Mais les migrations pourraient reprendre et même s’amplifier après la crise. Le Népalais
Jagan Chapagain, secrétaire général de la Croix-Rouge depuis février dernier, a alerté l’opinion mondiale le 24 juillet. Selon lui, les mesures de confinement et les fermetures de frontières mises en place pour stopper le virus ont détruit les circuits d’approvisionnement des populations dans de nombreux pays et pourraient plonger des millions de personnes supplémentaires dans la pauvreté. « De nombreuses personnes qui perdent leurs moyens de subsistance peuvent se sentir obligées de se déplacer une fois que les frontières commenceront à s’ouvrir. Il ne faut donc pas être surpris de voir une augmentation massive de la migration dans les mois et les années à venir ».
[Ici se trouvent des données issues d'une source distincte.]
//! Zero-indexed flat views.
//!
//! [`ArrayView`] and [`ArrayViewMut`] are the simplest leaves: a window onto a
//! contiguous run of elements. The window can be narrowed in place from either
//! end with [`shrink_front`](ArrayView::shrink_front) and
//! [`shrink_back`](ArrayView::shrink_back); the backing memory is never touched.

use std::fmt;
use std::ops::{Index, IndexMut};
use std::slice::{Iter, IterMut};

use crate::{Result, ViewError};

fn check_index(index: usize, len: usize) -> Result<()> {
    if index >= len {
        return Err(ViewError::IndexOutOfRange {
            dim: 0,
            index,
            size: len,
        });
    }
    Ok(())
}

fn assert_shrink(count: usize, len: usize) {
    assert!(
        count <= len,
        "cannot shrink a view of length {} by {}",
        len,
        count
    );
}

/// Shared zero-indexed flat view.
pub struct ArrayView<'a, T> {
    data: &'a [T],
}

impl<T> Clone for ArrayView<'_, T> {
    fn clone(&self) -> Self {
        *self
    }
}

impl<T> Copy for ArrayView<'_, T> {}

impl<T> Default for ArrayView<'_, T> {
    fn default() -> Self {
        Self { data: &[] }
    }
}

impl<T: fmt::Debug> fmt::Debug for ArrayView<'_, T> {
    fn fmt(&self, f: &mut fmt::Formatter<'_>) -> fmt::Result {
        f.debug_list().entries(self.data).finish()
    }
}

impl<'a, T> ArrayView<'a, T> {
    #[inline]
    pub fn new(data: &'a [T]) -> Self {
        Self { data }
    }

    /// # Safety
    /// Unless null, `ptr` must point to `len` initialized elements valid and
    /// unmutated for `'a`. A null pointer yields an empty view.
    pub unsafe fn from_raw_parts(ptr: *const T, len: usize) -> Self {
        if ptr.is_null() || len == 0 {
            return Self::default();
        }
        Self {
            data: std::slice::from_raw_parts(ptr, len),
        }
    }

    #[inline]
    pub fn len(&self) -> usize {
        self.data.len()
    }

    #[inline]
    pub fn is_empty(&self) -> bool {
        self.data.is_empty()
    }

    /// First element; panics on an empty view.
    #[inline]
    pub fn front(&self) -> &'a T {
        let data = self.data;
        &data[0]
    }

    /// Last element; panics on an empty view.
    #[inline]
    pub fn back(&self) -> &'a T {
        let data = self.data;
        &data[data.len() - 1]
    }

    pub fn at(&self, index: usize) -> Result<&'a T> {
        check_index(index, self.data.len())?;
        let data = self.data;
        Ok(&data[index])
    }

    #[inline]
    pub fn iter(&self) -> Iter<'a, T> {
        self.data.iter()
    }

    /// Drop `count` elements from the start of the window.
    ///
    /// # Panics
    /// Panics if `count > len()`.
    pub fn shrink_front(&mut self, count: usize) {
        assert_shrink(count, self.data.len());
        let data = self.data;
        self.data = &data[count..];
    }

    /// Drop `count` elements from the end of the window.
    ///
    /// # Panics
    /// Panics if `count > len()`.
    pub fn shrink_back(&mut self, count: usize) {
        assert_shrink(count, self.data.len());
        let data = self.data;
        self.data = &data[..data.len() - count];
    }

    #[inline]
    pub fn as_slice(&self) -> &'a [T] {
        self.data
    }

    #[inline]
    pub fn as_ptr(&self) -> *const T {
        self.data.as_ptr()
    }
}

impl<T> Index<usize> for ArrayView<'_, T> {
    type Output = T;

    #[inline]
    fn index(&self, index: usize) -> &T {
        &self.data[index]
    }
}

impl<'a, T> IntoIterator for ArrayView<'a, T> {
    type Item = &'a T;
    type IntoIter = Iter<'a, T>;

    fn into_iter(self) -> Self::IntoIter {
        self.data.iter()
    }
}

impl<'a, T> From<&'a [T]> for ArrayView<'a, T> {
    fn from(data: &'a [T]) -> Self {
        Self::new(data)
    }
}

impl<'a, T> From<&'a Vec<T>> for ArrayView<'a, T> {
    fn from(data: &'a Vec<T>) -> Self {
        Self::new(data)
    }
}

impl<'a, T> From<ArrayViewMut<'a, T>> for ArrayView<'a, T> {
    fn from(view: ArrayViewMut<'a, T>) -> Self {
        Self { data: view.data }
    }
}

/// Exclusive zero-indexed flat view.
pub struct ArrayViewMut<'a, T> {
    data: &'a mut [T],
}

impl<T> Default for ArrayViewMut<'_, T> {
    fn default() -> Self {
        Self { data: &mut [] }
    }
}

impl<T: fmt::Debug> fmt::Debug for ArrayViewMut<'_, T> {
    fn fmt(&self, f: &mut fmt::Formatter<'_>) -> fmt::Result {
        f.debug_list().entries(self.data.iter()).finish()
    }
}

impl<'a, T> ArrayViewMut<'a, T> {
    #[inline]
    pub fn new(data: &'a mut [T]) -> Self {
        Self { data }
    }

    /// # Safety
    /// Unless null, `ptr` must point to `len` initialized elements valid for
    /// `'a` and not accessed through any other path while the view lives.
    pub unsafe fn from_raw_parts(ptr: *mut T, len: usize) -> Self {
        if ptr.is_null() || len == 0 {
            return Self::default();
        }
        Self {
            data: std::slice::from_raw_parts_mut(ptr, len),
        }
    }

    #[inline]
    pub fn reborrow(&mut self) -> ArrayViewMut<'_, T> {
        ArrayViewMut {
            data: &mut *self.data,
        }
    }

    #[inline]
    pub fn as_view(&self) -> ArrayView<'_, T> {
        ArrayView { data: &*self.data }
    }

    #[inline]
    pub fn len(&self) -> usize {
        self.data.len()
    }

    #[inline]
    pub fn is_empty(&self) -> bool {
        self.data.is_empty()
    }

    #[inline]
    pub fn front(&self) -> &T {
        &self.data[0]
    }

    #[inline]
    pub fn front_mut(&mut self) -> &mut T {
        &mut self.data[0]
    }

    #[inline]
    pub fn back(&self) -> &T {
        &self.data[self.data.len() - 1]
    }

    #[inline]
    pub fn back_mut(&mut self) -> &mut T {
        let last = self.data.len() - 1;
        &mut self.data[last]
    }

    pub fn at(&self, index: usize) -> Result<&T> {
        check_index(index, self.data.len())?;
        Ok(&self.data[index])
    }

    pub fn at_mut(&mut self, index: usize) -> Result<&mut T> {
        check_index(index, self.data.len())?;
        Ok(&mut self.data[index])
    }

    #[inline]
    pub fn iter(&self) -> Iter<'_, T> {
        self.data.iter()
    }

    #[inline]
    pub fn iter_mut(&mut self) -> IterMut<'_, T> {
        self.data.iter_mut()
    }

    /// Drop `count` elements from the start of the window.
    ///
    /// # Panics
    /// Panics if `count > len()`.
    pub fn shrink_front(&mut self, count: usize) {
        assert_shrink(count, self.data.len());
        let data = std::mem::take(&mut self.data);
        self.data = &mut data[count..];
    }

    /// Drop `count` elements from the end of the window.
    ///
    /// # Panics
    /// Panics if `count > len()`.
    pub fn shrink_back(&mut self, count: usize) {
        assert_shrink(count, self.data.len());
        let data = std::mem::take(&mut self.data);
        let keep = data.len() - count;
        self.data = &mut data[..keep];
    }

    #[inline]
    pub fn as_slice(&self) -> &[T] {
        &*self.data
    }

    #[inline]
    pub fn as_mut_slice(&mut self) -> &mut [T] {
        &mut *self.data
    }

    #[inline]
    pub fn into_slice(self) -> &'a mut [T] {
        self.data
    }

    #[inline]
    pub fn as_ptr(&self) -> *const T {
        self.data.as_ptr()
    }

    #[inline]
    pub fn as_mut_ptr(&mut self) -> *mut T {
        self.data.as_mut_ptr()
    }
}

impl<T> Index<usize> for ArrayViewMut<'_, T> {
    type Output = T;

    #[inline]
    fn index(&self, index: usize) -> &T {
        &self.data[index]
    }
}

impl<T> IndexMut<usize> for ArrayViewMut<'_, T> {
    #[inline]
    fn index_mut(&mut self, index: usize) -> &mut T {
        &mut self.data[index]
    }
}

impl<'a, T> IntoIterator for ArrayViewMut<'a, T> {
    type Item = &'a mut T;
    type IntoIter = IterMut<'a, T>;

    fn into_iter(self) -> Self::IntoIter {
        self.data.iter_mut()
    }
}

impl<'a, T> From<&'a mut [T]> for ArrayViewMut<'a, T> {
    fn from(data: &'a mut [T]) -> Self {
        Self::new(data)
    }
}

impl<'a, T> From<&'a mut Vec<T>> for ArrayViewMut<'a, T> {
    fn from(data: &'a mut Vec<T>) -> Self {
        Self::new(data)
    }
}
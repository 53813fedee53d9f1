//! Sequential vector kernels.

use std::ops::{Add, Mul, Sub};

use num_traits::{Float, Zero};

use crate::matrix_view::MatrixMut;
use crate::vector_view::{Vector, VectorMut};
use crate::{Result, ViewError};

pub(crate) fn ensure_same_size(a: usize, b: usize) -> Result<()> {
    if a != b {
        log::debug!("vector size mismatch: {} vs {}", a, b);
        return Err(ViewError::ShapeMismatch(vec![a], vec![b]));
    }
    Ok(())
}

/// `dest(i) = f(src(i))`.
pub fn map_into<D, S, F>(dest: &mut D, src: &S, f: F) -> Result<()>
where
    D: VectorMut,
    S: Vector,
    F: Fn(&S::Elem) -> D::Elem,
{
    ensure_same_size(dest.size(), src.size())?;
    for i in 1..=src.size() {
        *dest.elem_mut(i) = f(src.elem(i));
    }
    Ok(())
}

/// `dest(i) = f(a(i), b(i))`.
pub fn zip_map2_into<D, A, B, F>(dest: &mut D, a: &A, b: &B, f: F) -> Result<()>
where
    D: VectorMut,
    A: Vector,
    B: Vector,
    F: Fn(&A::Elem, &B::Elem) -> D::Elem,
{
    ensure_same_size(a.size(), b.size())?;
    ensure_same_size(dest.size(), a.size())?;
    for i in 1..=a.size() {
        *dest.elem_mut(i) = f(a.elem(i), b.elem(i));
    }
    Ok(())
}

pub fn copy_into<T, D, S>(dest: &mut D, src: &S) -> Result<()>
where
    T: Clone,
    D: VectorMut<Elem = T>,
    S: Vector<Elem = T>,
{
    map_into(dest, src, |x| x.clone())
}

pub fn fill<T, D>(dest: &mut D, value: T)
where
    T: Clone,
    D: VectorMut<Elem = T>,
{
    for i in 1..=dest.size() {
        *dest.elem_mut(i) = value.clone();
    }
}

pub fn add_into<T, D, A, B>(dest: &mut D, a: &A, b: &B) -> Result<()>
where
    T: Clone + Add<Output = T>,
    D: VectorMut<Elem = T>,
    A: Vector<Elem = T>,
    B: Vector<Elem = T>,
{
    zip_map2_into(dest, a, b, |x, y| x.clone() + y.clone())
}

pub fn sub_into<T, D, A, B>(dest: &mut D, a: &A, b: &B) -> Result<()>
where
    T: Clone + Sub<Output = T>,
    D: VectorMut<Elem = T>,
    A: Vector<Elem = T>,
    B: Vector<Elem = T>,
{
    zip_map2_into(dest, a, b, |x, y| x.clone() - y.clone())
}

pub fn hadamard_into<T, D, A, B>(dest: &mut D, a: &A, b: &B) -> Result<()>
where
    T: Clone + Mul<Output = T>,
    D: VectorMut<Elem = T>,
    A: Vector<Elem = T>,
    B: Vector<Elem = T>,
{
    zip_map2_into(dest, a, b, |x, y| x.clone() * y.clone())
}

pub fn mul_scalar_into<T, D, S>(dest: &mut D, src: &S, scalar: T) -> Result<()>
where
    T: Clone + Mul<Output = T>,
    D: VectorMut<Elem = T>,
    S: Vector<Elem = T>,
{
    map_into(dest, src, |x| x.clone() * scalar.clone())
}

pub fn scalar_mul_into<T, D, S>(dest: &mut D, scalar: T, src: &S) -> Result<()>
where
    T: Clone + Mul<Output = T>,
    D: VectorMut<Elem = T>,
    S: Vector<Elem = T>,
{
    map_into(dest, src, |x| scalar.clone() * x.clone())
}

/// Sum of all elements; zero for an empty vector.
pub fn sum<T, V>(v: &V) -> T
where
    T: Clone + Zero + Add<Output = T>,
    V: Vector<Elem = T>,
{
    (1..=v.size()).fold(T::zero(), |acc, i| acc + v.elem(i).clone())
}

/// Inner product `sum(a(i) * b(i))`.
pub fn dot<T, A, B>(a: &A, b: &B) -> Result<T>
where
    T: Clone + Zero + Add<Output = T> + Mul<Output = T>,
    A: Vector<Elem = T>,
    B: Vector<Elem = T>,
{
    ensure_same_size(a.size(), b.size())?;
    Ok((1..=a.size()).fold(T::zero(), |acc, i| {
        acc + a.elem(i).clone() * b.elem(i).clone()
    }))
}

/// Euclidean norm.
pub fn l2_norm<T, V>(v: &V) -> T
where
    T: Float,
    V: Vector<Elem = T>,
{
    (1..=v.size())
        .fold(T::zero(), |acc, i| acc + *v.elem(i) * *v.elem(i))
        .sqrt()
}

/// `(sum |v(i)|^p)^(1/p)`.
pub fn p_norm<T, V>(v: &V, p: T) -> T
where
    T: Float,
    V: Vector<Elem = T>,
{
    (1..=v.size())
        .fold(T::zero(), |acc, i| acc + v.elem(i).abs().powf(p))
        .powf(p.recip())
}

/// Cross product of two 3-element vectors.
pub fn cross_into<T, D, A, B>(dest: &mut D, a: &A, b: &B) -> Result<()>
where
    T: Clone + Sub<Output = T> + Mul<Output = T>,
    D: VectorMut<Elem = T>,
    A: Vector<Elem = T>,
    B: Vector<Elem = T>,
{
    for size in [a.size(), b.size(), dest.size()] {
        ensure_same_size(size, 3)?;
    }
    let x = |v: &A, i: usize| v.elem(i).clone();
    let y = |v: &B, i: usize| v.elem(i).clone();
    *dest.elem_mut(1) = x(a, 2) * y(b, 3) - x(a, 3) * y(b, 2);
    *dest.elem_mut(2) = x(a, 3) * y(b, 1) - x(a, 1) * y(b, 3);
    *dest.elem_mut(3) = x(a, 1) * y(b, 2) - x(a, 2) * y(b, 1);
    Ok(())
}

/// Outer product: `dest(i, j) = col(i) * row(j)`, `dest` shaped
/// `col.size() x row.size()`.
pub fn outer_into<T, D, C, R>(dest: &mut D, col: &C, row: &R) -> Result<()>
where
    T: Clone + Mul<Output = T>,
    D: MatrixMut<Elem = T>,
    C: Vector<Elem = T>,
    R: Vector<Elem = T>,
{
    crate::matrix_ops::ensure_same_shape(dest.shape(), [col.size(), row.size()])?;
    crate::matrix_ops::ensure_backed(&*dest)?;
    for i in 1..=col.size() {
        for j in 1..=row.size() {
            *dest.elem_mut(i, j) = col.elem(i).clone() * row.elem(j).clone();
        }
    }
    Ok(())
}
Un autre facteur propice aux migrations est lié à l’accès aux mesures de prévention et aux soins. « Les gens pourraient sentir qu’ils ont de meilleures chances de survie de l’autre côté de la mer ». Même si l’OMS œuvre pour un « accès universel, rapide et équitable » aux futurs vaccins, leur répartition est et restera très inégale dans le monde, de sorte que, d’après l’analyse de Chapagain, les flux de population se dirigeront en priorité vers les zones où les vaccins sont disponibles.
Pour confirmer les craintes de la Croix-Rouge, le ministère italien de l’Intérieur a fait savoir le 29 juillet que la crise sanitaire et économique « engendre un flux exceptionnel de migrants ». En l’espace d’une semaine, quelque 11 000 migrants venaient de débarquer sur l’île de Lampedusa, dont près de la moitié étaient des citoyens tunisiens. Selon le Haut-Commissariat des Na 2020les tentatives de traversée au départ de la Libye vers l’Italie ont augmenté de 91 pour cent. Plus au nord, 4 200 personnes ont tenté la traversée de la Manche en sept mois, presque deux fois plus que durant toute l’année 2019.
Pour M. Chapagain, au-delà de l’impératif moral, les arguments économiques entrent aussi en ligne de compte pour secourir les migrants. « Le coût de la prise en charge des migrants pendant le transit et lorsqu’ils atteignent le pays de destination est bien plus élevé que de soutenir les gens dans leurs moyens de subsistance, leur éducation et leurs besoins en matière de santé dans leur propre pays », a-t-il souligné.